Brief - Copy the entries below exactly, but only from the line containing "pub use dataset::DatasetConfig;" through the final line.

•••••

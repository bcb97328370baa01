use std::env;

use anyhow::Context;
use log::info;
use machine_learning::boundary::DecisionGrid;
use orchestrator::{Outcome, TrainingEvent, configs::SessionConfig};
use tokio::{signal, sync::mpsc};
use tokio_util::sync::CancellationToken;

const CONFIG_VAR: &str = "PLAYGROUND_CONFIG";
const EVENTS_CAPACITY: usize = 64;
const MAX_GRID_COLUMNS: usize = 60;

#[tokio::main(flavor = "current_thread")]
async fn main() -> anyhow::Result<()> {
    env_logger::init();

    let config = match env::args().nth(1).or_else(|| env::var(CONFIG_VAR).ok()) {
        Some(path) => SessionConfig::from_json_file(&path)
            .with_context(|| format!("failed to load the config at '{path}'"))?,
        None => SessionConfig::default(),
    };

    let mut session = orchestrator::session(&config);
    let token = CancellationToken::new();
    let (tx, rx) = mpsc::channel(EVENTS_CAPACITY);

    let printer = tokio::spawn(print_events(rx));
    let ctrl_c = tokio::spawn({
        let token = token.clone();
        async move {
            if signal::ctrl_c().await.is_ok() {
                info!("received ctrl-c, stopping");
                token.cancel();
            }
        }
    });

    let outcome = session.run(&token, &tx).await;
    drop(tx);
    ctrl_c.abort();

    if let Some(grid) = printer.await? {
        println!("{}", render(&grid));
    }

    match outcome? {
        Outcome::Completed(report) => println!(
            "trained {} epochs: accuracy {:.1}%, loss {:.4}",
            report.epochs,
            report.accuracy * 100.,
            report.loss
        ),
        Outcome::Stopped { epoch } => println!("stopped after {epoch} epochs"),
        Outcome::Skipped => println!("nothing to train on"),
    }

    Ok(())
}

/// Prints the progress as it arrives and returns the last decision grid.
async fn print_events(mut rx: mpsc::Receiver<TrainingEvent>) -> Option<DecisionGrid> {
    let mut last_grid = None;

    while let Some(event) = rx.recv().await {
        match event {
            TrainingEvent::Epoch(report) => println!(
                "epoch {}/{}: accuracy {:.1}%, loss {:.4}",
                report.epoch,
                report.epochs,
                report.accuracy * 100.,
                report.loss
            ),
            TrainingEvent::Boundary(grid) => last_grid = Some(grid),
            TrainingEvent::Complete { accuracy } => {
                println!("training complete, accuracy {:.1}%", accuracy * 100.)
            }
            TrainingEvent::Stopped { epoch } => println!("training stopped at epoch {epoch}"),
            TrainingEvent::Skipped => println!("the dataset is empty, skipping"),
            TrainingEvent::Error(msg) => eprintln!("training failed: {msg}"),
        }
    }

    last_grid
}

/// Draws the grid with one digit per class, top row first.
fn render(grid: &DecisionGrid) -> String {
    let stride = grid.resolution().div_ceil(MAX_GRID_COLUMNS);

    grid.cells()
        .rows()
        .into_iter()
        .step_by(stride)
        .map(|row| {
            row.iter()
                .step_by(stride)
                .map(|&class| char::from_digit(class as u32 % 36, 36).unwrap_or('?'))
                .collect::<String>()
        })
        .collect::<Vec<_>>()
        .join("\n")
}
use std::num::NonZeroUsize;

/// The hyperparameters of a training run.
#[derive(Debug, Clone, PartialEq)]
pub struct TrainerConfig {
    /// The amount of full passes over the dataset.
    pub epochs: NonZeroUsize,
    pub learning_rate: f32,
    /// The width of each hidden layer, in order. May be empty.
    pub hidden: Vec<usize>,
}

impl TrainerConfig {
    pub const DEFAULT_EPOCHS: NonZeroUsize = NonZeroUsize::new(100).unwrap();
    pub const DEFAULT_LEARNING_RATE: f32 = 0.05;
    pub const DEFAULT_HIDDEN: [usize; 2] = [16, 16];

    /// Creates a new `TrainerConfig`.
    ///
    /// # Arguments
    /// * `epochs` - The amount of full passes over the dataset.
    /// * `learning_rate` - The step length of gradient descent.
    /// * `hidden` - The width of each hidden layer.
    pub fn new(epochs: NonZeroUsize, learning_rate: f32, hidden: Vec<usize>) -> Self {
        Self {
            epochs,
            learning_rate,
            hidden,
        }
    }
}

impl Default for TrainerConfig {
    fn default() -> Self {
        Self::new(
            Self::DEFAULT_EPOCHS,
            Self::DEFAULT_LEARNING_RATE,
            Self::DEFAULT_HIDDEN.to_vec(),
        )
    }
}
mod dataset;
mod parse;
mod session;
mod training;

pub use dataset::DatasetConfig;
pub use session::SessionConfig;
pub use training::{TrainingConfig, parse_hidden_layers};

•••••

Written answer -
pub use dataset::DatasetConfig;
pub use session::SessionConfig;
pub use training::{TrainingConfig, parse_hidden_layers};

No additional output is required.